The vine buds started to open early as a result of mild temperatures at the end of winter. We were subsequently obliged to protect against frost in the more exposed zones, where the use of special "candles" to generate heat enabled us to avoid the risk of damage.    

Spring showers fell just at the right moment, picking up where the autumn and early winter rains had left off, guaranteeing a good supply of minerals essential for the growth and development of the leaf canopy (the “motor” of photosynthesis, necessary for ripening).  

Flowering was late and slow to develop this year, and this had a knock-on effect on the grapes changing colour and ripening, confirmed by the first maturity checks that indicated a lag of 7-10 days compared to 2018.  

Vineyard management:

Our respect for certain fundamental principles allows us to be very optimistic about the 2019 vintage:

·         Grape varieties adapted to the terroir

·         Employing (certified) biodynamic farming methods

·         Simple, traditional methods for tending the soil using techniques that encourage life and limit competition between vines and cover crops (the old saying “hoeing once is better than watering twice” is more pertinent than ever this year).

·         Stimulating nutrition by applying organic manure to the soil and biodynamic preparations on leaves (dung and horn silica, tisanes and essential oils).

·         Controlling and adjusting yields and foliage cover depending on the needs and potential of each grape variety/terroir pairing.

This year biodynamic preparations played a particularly important role in supporting harmonious growth and stimulating the vines’ natural defences in the face of frost, hail, hydric stress and pests.

They were applied depending on the season and the alignment of the planets: Maria Thun dung compost, cow-horn manure, horn silica, Valerian, Horsetail, Nettle, Oak bark …
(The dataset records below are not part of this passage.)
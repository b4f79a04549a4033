use rgb::{RGB8, RGBA8};

use crate::convert::Samples;

/// Canvas pixel memory layout.
#[non_exhaustive]
#[derive(Clone, Copy, Debug, PartialEq, Eq)]
pub enum PixelLayout {
    /// Single channel, 8-bit grayscale.
    Gray8,
    /// Single channel, 16-bit grayscale.
    Gray16,
    /// Single channel, 32-bit float grayscale in `[0, 1]`.
    GrayF32,
    /// 3 channels, 8-bit RGB.
    Rgb8,
    /// 4 channels, 8-bit RGBA (straight alpha).
    Rgba8,
}

impl PixelLayout {
    /// Bytes per pixel for this layout.
    pub fn bytes_per_pixel(&self) -> usize {
        match self {
            Self::Gray8 => 1,
            Self::Gray16 => 2,
            Self::GrayF32 => 4,
            Self::Rgb8 => 3,
            Self::Rgba8 => 4,
        }
    }

    /// Number of channels.
    pub fn channels(&self) -> usize {
        match self {
            Self::Gray8 | Self::Gray16 | Self::GrayF32 => 1,
            Self::Rgb8 => 3,
            Self::Rgba8 => 4,
        }
    }

    pub fn has_alpha(&self) -> bool {
        matches!(self, Self::Rgba8)
    }
}

/// A pixel type a canvas can be built from.
///
/// `Default` is the background: black, and transparent for alpha layouts.
pub trait CanvasPixel: Copy + Default {
    const LAYOUT: PixelLayout;

    /// Build one pixel from the samples read at a source position.
    fn from_samples(samples: &Samples) -> Self;
}

impl CanvasPixel for u8 {
    const LAYOUT: PixelLayout = PixelLayout::Gray8;

    #[inline]
    fn from_samples(samples: &Samples) -> Self {
        samples.gray(8) as u8
    }
}

impl CanvasPixel for u16 {
    const LAYOUT: PixelLayout = PixelLayout::Gray16;

    #[inline]
    fn from_samples(samples: &Samples) -> Self {
        samples.gray(16) as u16
    }
}

impl CanvasPixel for f32 {
    const LAYOUT: PixelLayout = PixelLayout::GrayF32;

    #[inline]
    fn from_samples(samples: &Samples) -> Self {
        samples.gray_unit()
    }
}

impl CanvasPixel for RGB8 {
    const LAYOUT: PixelLayout = PixelLayout::Rgb8;

    #[inline]
    fn from_samples(samples: &Samples) -> Self {
        let [r, g, b] = samples.rgb(8);
        RGB8::new(r as u8, g as u8, b as u8)
    }
}

impl CanvasPixel for RGBA8 {
    const LAYOUT: PixelLayout = PixelLayout::Rgba8;

    #[inline]
    fn from_samples(samples: &Samples) -> Self {
        let [r, g, b] = samples.rgb(8);
        RGBA8::new(r as u8, g as u8, b as u8, samples.alpha(8) as u8)
    }
}
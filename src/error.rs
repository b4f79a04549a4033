use alloc::string::String;
use core::fmt;
use enough::StopReason;

/// Which part of a sub-image description failed validation.
#[non_exhaustive]
#[derive(Clone, Copy, Debug, PartialEq, Eq)]
pub enum SpecField {
    /// Placement on the canvas.
    Offset,
    /// Width and height.
    Size,
    /// Component count vs. color space and alpha flag.
    NumComponents,
    /// Bits per component.
    BitsPerComponent,
    /// Byte size of one sample in a plane.
    PixelSize,
    /// Plane count or plane bounds.
    Planes,
}

impl fmt::Display for SpecField {
    fn fmt(&self, f: &mut fmt::Formatter<'_>) -> fmt::Result {
        f.write_str(match self {
            Self::Offset => "offset",
            Self::Size => "size",
            Self::NumComponents => "component count",
            Self::BitsPerComponent => "bits per component",
            Self::PixelSize => "pixel size",
            Self::Planes => "planes",
        })
    }
}

/// Failure reported by a [`PlaneDecoder`](crate::PlaneDecoder).
///
/// The reader wraps it in [`PlaneError::Decode`] without altering it.
#[derive(Clone, Debug, PartialEq, Eq, thiserror::Error)]
#[error("{message}")]
pub struct DecodeError {
    message: String,
}

impl DecodeError {
    /// A failure described by `message`.
    pub fn new(message: impl Into<String>) -> Self {
        Self {
            message: message.into(),
        }
    }

    /// The decoder's description of the failure.
    pub fn message(&self) -> &str {
        &self.message
    }
}

/// Errors from reading sub-images onto a canvas.
#[derive(Debug, thiserror::Error)]
#[non_exhaustive]
pub enum PlaneError {
    #[error("sub-image {index}: invalid {field}: {reason}")]
    Format {
        index: usize,
        field: SpecField,
        reason: String,
    },

    #[error("decoder failed: {source}")]
    Decode {
        index: Option<usize>,
        #[source]
        source: DecodeError,
    },

    #[error("dimensions too large: {width}x{height}")]
    DimensionsTooLarge { width: u32, height: u32 },

    #[error("limit exceeded: {0}")]
    LimitExceeded(String),

    #[error("operation cancelled")]
    Cancelled(StopReason),
}

impl PlaneError {
    pub(crate) fn format(index: usize, field: SpecField, reason: impl Into<String>) -> Self {
        PlaneError::Format {
            index,
            field,
            reason: reason.into(),
        }
    }

    pub(crate) fn decode(index: Option<usize>, source: DecodeError) -> Self {
        PlaneError::Decode { index, source }
    }
}

impl From<StopReason> for PlaneError {
    fn from(r: StopReason) -> Self {
        PlaneError::Cancelled(r)
    }
}
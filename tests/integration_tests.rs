//! Integration Tests
//!
//! End-to-end tests for the equalizer: controls in, audio through the
//! processor, levels measured on the way out.

use std::sync::atomic::{AtomicBool, Ordering};
use std::sync::Arc;

use simple_eq::engine::buffer::calculate_peak;
use simple_eq::engine::{generate_stereo_test_tone, generate_test_tone, process_in_blocks};
use simple_eq::{
    AudioBuffer, ChannelLayout, EngineConfig, EqError, EqProcessor, ParamId, ParameterStore, Slope,
};

const BLOCK: usize = 512;

fn processor(sample_rate: f64) -> (Arc<ParameterStore>, EqProcessor) {
    let store = Arc::new(ParameterStore::new());
    let mut eq = EqProcessor::new(Arc::clone(&store), EngineConfig::default());
    eq.prepare(sample_rate, BLOCK).unwrap();
    (store, eq)
}

/// Level change in dB of one channel, measured after `skip` samples
fn gain_db(input: &AudioBuffer, output: &AudioBuffer, channel: usize, skip: usize) -> f32 {
    let settled = |buffer: &AudioBuffer| buffer.slice(skip, buffer.len()).rms_db(channel);
    settled(output) - settled(input)
}

fn render_mono(eq: &mut EqProcessor, input: &AudioBuffer) -> AudioBuffer {
    let mut output = input.clone();
    process_in_blocks(eq, &mut output, BLOCK).unwrap();
    output
}

// === Frequency Response Tests ===

#[test]
fn test_peak_boost_at_center() {
    let (store, mut eq) = processor(48000.0);
    store.set(ParamId::PeakFreq, 1000.0);
    store.set(ParamId::PeakGain, 6.0);
    store.set(ParamId::PeakQ, 1.0);

    let input = generate_test_tone(1000.0, 1.0, 48000);
    let output = render_mono(&mut eq, &input);

    let gain = gain_db(&input, &output, 0, 4800);
    assert!(
        (gain - 6.0).abs() < 0.3,
        "Expected +6 dB at 1 kHz, got {:.2} dB",
        gain
    );
}

#[test]
fn test_peak_cut_leaves_distant_frequencies() {
    let (store, mut eq) = processor(48000.0);
    store.set(ParamId::PeakFreq, 1000.0);
    store.set(ParamId::PeakGain, -12.0);
    store.set(ParamId::PeakQ, 4.0);

    let input = generate_test_tone(8000.0, 1.0, 48000);
    let output = render_mono(&mut eq, &input);

    let gain = gain_db(&input, &output, 0, 4800);
    assert!(gain.abs() < 0.3, "8 kHz should pass, got {:.2} dB", gain);
}

#[test]
fn test_low_cut_48db_attenuation() {
    let (store, mut eq) = processor(48000.0);
    store.set(ParamId::LowCutFreq, 120.0);
    store.set(ParamId::LowCutSlope, 3.0);

    // One octave under the corner
    let input = generate_test_tone(60.0, 2.0, 48000);
    let output = render_mono(&mut eq, &input);
    let gain = gain_db(&input, &output, 0, 48000);
    assert!(gain < -40.0, "Expected at least 40 dB cut at 60 Hz, got {:.2} dB", gain);

    // 8th-order Butterworth: |H|^2 = 1 / (1 + (120/100)^16)
    eq.reset();
    let input = generate_test_tone(100.0, 2.0, 48000);
    let output = render_mono(&mut eq, &input);
    let gain = gain_db(&input, &output, 0, 48000);
    assert!(
        (gain + 12.9).abs() < 0.5,
        "Expected about -12.9 dB at 100 Hz, got {:.2} dB",
        gain
    );
}

#[test]
fn test_slope_steepens_cut() {
    let mut previous = 0.0_f32;
    for slope in Slope::ALL {
        let (store, mut eq) = processor(48000.0);
        store.set(ParamId::HighCutFreq, 2000.0);
        store.set(ParamId::HighCutSlope, slope.index() as f32);

        let input = generate_test_tone(4000.0, 1.0, 48000);
        let output = render_mono(&mut eq, &input);
        let gain = gain_db(&input, &output, 0, 4800);

        // Roughly 12 dB more per octave with each step
        let expected = -(slope.db_per_octave() as f32);
        assert!(
            (gain - expected).abs() < 2.0,
            "{}: expected about {} dB one octave up, got {:.2} dB",
            slope.label(),
            expected,
            gain
        );
        assert!(gain < previous);
        previous = gain;
    }
}

#[test]
fn test_bypassed_sections_pass_audio() {
    let (store, mut eq) = processor(48000.0);
    store.set(ParamId::LowCutFreq, 2000.0);
    store.set(ParamId::HighCutFreq, 500.0);
    store.set(ParamId::PeakGain, 12.0);
    store.set_by_id("LC_bypass", 1.0).unwrap();
    store.set_by_id("PD_bypass", 1.0).unwrap();
    store.set_by_id("HC_bypass", 1.0).unwrap();

    let input = generate_test_tone(1000.0, 0.1, 48000);
    let output = render_mono(&mut eq, &input);
    // Only near-zero samples are flushed on the way in
    for (a, b) in input.channel(0).iter().zip(output.channel(0)) {
        assert!((a - b).abs() < 1e-12);
    }
}

// === Stereo Tests ===

#[test]
fn test_stereo_channels_identical_for_identical_input() {
    let (store, mut eq) = processor(44100.0);
    store.set(ParamId::LowCutFreq, 200.0);
    store.set(ParamId::LowCutSlope, 2.0);
    store.set(ParamId::PeakFreq, 3000.0);
    store.set(ParamId::PeakGain, -7.5);
    store.set(ParamId::HighCutFreq, 9000.0);

    let mono = generate_test_tone(440.0, 0.5, 44100);
    let mut stereo = AudioBuffer {
        samples: vec![mono.channel(0).to_vec(), mono.channel(0).to_vec()],
        sample_rate: 44100,
    };
    process_in_blocks(&mut eq, &mut stereo, BLOCK).unwrap();

    assert_eq!(stereo.channel(0), stereo.channel(1));
}

#[test]
fn test_stereo_channels_keep_separate_state() {
    let (store, mut eq) = processor(48000.0);
    store.set_toggle(ParamId::LowCutBypassed, true);
    store.set(ParamId::HighCutFreq, 1000.0);
    store.set(ParamId::HighCutSlope, 3.0);

    let mut stereo = generate_stereo_test_tone(200.0, 5000.0, 1.0, 48000);
    let input = stereo.clone();
    process_in_blocks(&mut eq, &mut stereo, BLOCK).unwrap();

    let left = gain_db(&input, &stereo, 0, 4800);
    let right = gain_db(&input, &stereo, 1, 4800);
    assert!(left.abs() < 0.5, "200 Hz should pass, got {:.2} dB", left);
    assert!(right < -60.0, "5 kHz should be cut, got {:.2} dB", right);
}

// === Stability Tests ===

#[test]
fn test_silence_remains_silent() {
    let (store, mut eq) = processor(48000.0);
    store.set(ParamId::PeakGain, 24.0);
    store.set(ParamId::PeakQ, 24.0);
    store.set(ParamId::LowCutSlope, 3.0);
    store.set(ParamId::HighCutSlope, 3.0);

    let mut silence = AudioBuffer::new(48000, ChannelLayout::Stereo, 48000);
    process_in_blocks(&mut eq, &mut silence, BLOCK).unwrap();

    assert!(silence.samples.iter().flatten().all(|&s| s == 0.0));
}

#[test]
fn test_coefficient_swap_is_continuous() {
    let (store, mut eq) = processor(48000.0);
    store.set(ParamId::PeakFreq, 1000.0);

    let tone = generate_test_tone(100.0, 0.5, 48000);
    let mut signal: Vec<f32> = tone
        .channel(0)
        .iter()
        .map(|s| s * 0.5)
        .collect();

    for (i, block) in signal.chunks_mut(BLOCK).enumerate() {
        if i == 20 {
            store.set(ParamId::PeakGain, 12.0);
        }
        eq.process_mono(block).unwrap();
    }

    assert!(signal.iter().all(|s| s.is_finite()));
    let max_step = signal
        .windows(2)
        .map(|w| (w[1] - w[0]).abs())
        .fold(0.0_f32, f32::max);
    assert!(max_step < 0.2, "Discontinuity of {:.3} after swap", max_step);
    assert!(calculate_peak(&signal) < 2.0);
}

#[test]
fn test_concurrent_parameter_writes() {
    let (store, mut eq) = processor(48000.0);
    let done = Arc::new(AtomicBool::new(false));

    let writer = {
        let store = Arc::clone(&store);
        let done = Arc::clone(&done);
        std::thread::spawn(move || {
            let mut i = 0u32;
            while !done.load(Ordering::Relaxed) {
                let t = (i % 1000) as f32 / 1000.0;
                store.set_normalized(ParamId::PeakFreq, t);
                store.set_normalized(ParamId::PeakGain, 1.0 - t);
                store.set_normalized(ParamId::LowCutFreq, t * 0.5);
                store.set(ParamId::LowCutSlope, (i % 4) as f32);
                store.set(ParamId::HighCutSlope, ((i / 4) % 4) as f32);
                store.set_toggle(ParamId::PeakBypassed, i % 7 == 0);
                i = i.wrapping_add(1);
                std::thread::yield_now();
            }
        })
    };

    let mut stereo = generate_stereo_test_tone(220.0, 3300.0, 0.1, 48000);
    for _ in 0..50 {
        process_in_blocks(&mut eq, &mut stereo, 256).unwrap();
        for ch in stereo.samples.iter_mut() {
            for s in ch.iter_mut() {
                *s = s.clamp(-1.0, 1.0);
            }
        }
    }

    done.store(true, Ordering::Relaxed);
    writer.join().unwrap();

    assert!(stereo.is_finite());
}

// === Lifecycle Tests ===

#[test]
fn test_process_before_prepare() {
    let store = Arc::new(ParameterStore::new());
    let mut eq = EqProcessor::new(store, EngineConfig::default());
    let mut buffer = AudioBuffer::new(64, ChannelLayout::Stereo, 48000);

    let err = eq.process(&mut buffer).unwrap_err();
    assert!(matches!(err, EqError::NotPrepared));
    assert!(err.is_recoverable());
}

#[test]
fn test_layout_rejection() {
    assert!(EqProcessor::is_layout_supported(2, 2));
    assert!(!EqProcessor::is_layout_supported(2, 1));

    let (_, mut eq) = processor(48000.0);
    let mut quad = AudioBuffer {
        samples: vec![vec![0.0; 64]; 4],
        sample_rate: 48000,
    };
    assert!(matches!(
        eq.process(&mut quad),
        Err(EqError::UnsupportedLayout { .. })
    ));
}

#[test]
fn test_block_too_large() {
    let (_, mut eq) = processor(48000.0);
    let mut block = vec![0.0_f32; BLOCK + 1];
    assert!(matches!(
        eq.process_mono(&mut block),
        Err(EqError::BlockTooLarge { .. })
    ));
}

#[test]
fn test_reprepare_at_new_sample_rate() {
    let (store, mut eq) = processor(44100.0);
    store.set(ParamId::PeakFreq, 1000.0);
    store.set(ParamId::PeakGain, 6.0);

    let input = generate_test_tone(1000.0, 0.5, 44100);
    render_mono(&mut eq, &input);

    eq.prepare(96000.0, BLOCK).unwrap();
    assert!((eq.magnitude_response_db(1000.0) - 6.0).abs() < 0.05);

    let input = generate_test_tone(1000.0, 1.0, 96000);
    let output = render_mono(&mut eq, &input);
    let gain = gain_db(&input, &output, 0, 9600);
    assert!((gain - 6.0).abs() < 0.3, "Expected +6 dB at 96 kHz, got {:.2} dB", gain);
}

#[test]
fn test_tail_length_is_zero() {
    let (_, eq) = processor(48000.0);
    assert_eq!(eq.tail_length_secs(), 0.0);
}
Applications of biodynamic preparations (cow-horn manure and tisanes) helped stimulate the vitality of the foliage.  And during periods of heatwave we were careful to reduce the use of sulphur which can ‘burn’ the leaves when temperatures are high.

The vines are in excellent health, but we remain vigilant and attentive, as always, with daily inspections of each plot. Careful monitoring and precision work allow us to care for each individual vine in the very best conditions, right up to the moment of picking.

An excellent vintage:

Current conditions offer the promise of an excellent vintage, for what we are seeing is an ideal ratio between the number of bunches and leaf cover. The grapes are in excellent health, with a fully functioning leaf canopy (with no mineral deficiencies). We will take care, as we do every year, to ensure that good levels of maturity are attained on each plot, and we will exercise patience during the harvest which will most probably finish at the end of October.